======== Data shown ========

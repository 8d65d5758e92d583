// Plain text report for terminal display
use super::{ReportFormatter, SummaryReport};

pub struct TextFormatter {
    /// Print the full transcript above the summary.
    pub include_transcript: bool,
}

impl Default for TextFormatter {
    fn default() -> Self {
        Self {
            include_transcript: true,
        }
    }
}

impl ReportFormatter for TextFormatter {
    fn format(&self, report: &SummaryReport) -> String {
        let rule = "=".repeat(60);
        let mut output = String::new();

        if self.include_transcript {
            output.push_str(&format!("{rule}\nFULL TRANSCRIPT\n{rule}\n{}\n\n", report.transcript));
        }

        output.push_str(&format!("{rule}\nFINAL SUMMARY\n{rule}\n{}\n\n", report.final_summary));
        output.push_str(&format!("{rule}\nKEY POINTS\n{rule}\n"));

        for bullet in &report.bullets {
            output.push_str(&format!("{:>3}. {}\n", bullet.ordinal, bullet.text));
        }

        output
    }

    fn extension(&self) -> &'static str {
        "txt"
    }
}

#[cfg(test)]
mod tests {
    use super::*;
    use crate::report::sample_report;

    #[test]
    fn test_text_format() {
        let output = TextFormatter::default().format(&sample_report());
        assert!(output.contains("FULL TRANSCRIPT"));
        assert!(output.contains("  1. A song about commitment.\n  2. It promises loyalty.\n"));
    }

    #[test]
    fn test_text_format_without_transcript() {
        let formatter = TextFormatter {
            include_transcript: false,
        };
        let output = formatter.format(&sample_report());
        assert!(!output.contains("FULL TRANSCRIPT"));
        assert!(output.contains("FINAL SUMMARY"));
    }
}
//! Similarity queries within a single collection.

use super::filter::{self, MetadataFilter};
use super::{Database, Error, Item, embedding, parse_metadata};

pub type Result<T> = std::result::Result<T, Error>;

/// Largest `limit` a similarity query accepts.
pub const MAX_QUERY_LIMIT: usize = 10_000;

/// Validate a query limit is within acceptable bounds.
pub fn validate_limit(limit: usize) -> Result<()> {
    if limit == 0 {
        return Err(Error::InvalidLimit(
            "Limit must be greater than 0".to_string(),
        ));
    }
    if limit > MAX_QUERY_LIMIT {
        return Err(Error::InvalidLimit(format!(
            "Limit {} exceeds maximum allowed ({})",
            limit, MAX_QUERY_LIMIT
        )));
    }
    Ok(())
}

impl Database {
    /// Find the items nearest to `query_embedding` in one collection.
    ///
    /// Items failing `filter` are excluded before ranking. Results are sorted
    /// by ascending cosine distance and truncated to `limit`.
    ///
    /// # Errors
    ///
    /// Returns error if the limit is invalid, an embedding has the wrong
    /// dimensions, or the query fails.
    pub fn query(
        &self,
        name: &str,
        query_embedding: &[f32],
        limit: usize,
        filter: Option<&MetadataFilter>,
    ) -> Result<Vec<Item>> {
        validate_limit(limit)?;

        let mut stmt = self.conn.prepare(
            r#"
            SELECT id, document, metadata, embedding
            FROM items
            WHERE collection = ?1
            "#,
        )?;

        let rows = stmt.query_map([name], |row| {
            Ok((
                row.get::<_, String>(0)?,
                row.get::<_, String>(1)?,
                row.get::<_, String>(2)?,
                row.get::<_, Vec<u8>>(3)?,
            ))
        })?;

        let mut items = Vec::new();
        for row in rows {
            let (id, document, raw, blob) = row?;
            let metadata = parse_metadata(&id, &raw)?;
            if !filter::passes(filter, &metadata) {
                continue;
            }
            let stored = embedding::blob_to_vec(&blob)?;
            let distance = embedding::cosine_distance(query_embedding, &stored)?;
            items.push(Item {
                id,
                document,
                metadata,
                distance: Some(distance),
            });
        }

        items.sort_by(|a, b| {
            a.distance
                .unwrap_or(f64::MAX)
                .total_cmp(&b.distance.unwrap_or(f64::MAX))
        });
        items.truncate(limit);
        Ok(items)
    }
}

========

> _Instructions to follow_
Extract, from the material above, each line holding the word "impl".

> _Output for this task_
impl Default for TextFormatter {
impl ReportFormatter for TextFormatter {
impl Database {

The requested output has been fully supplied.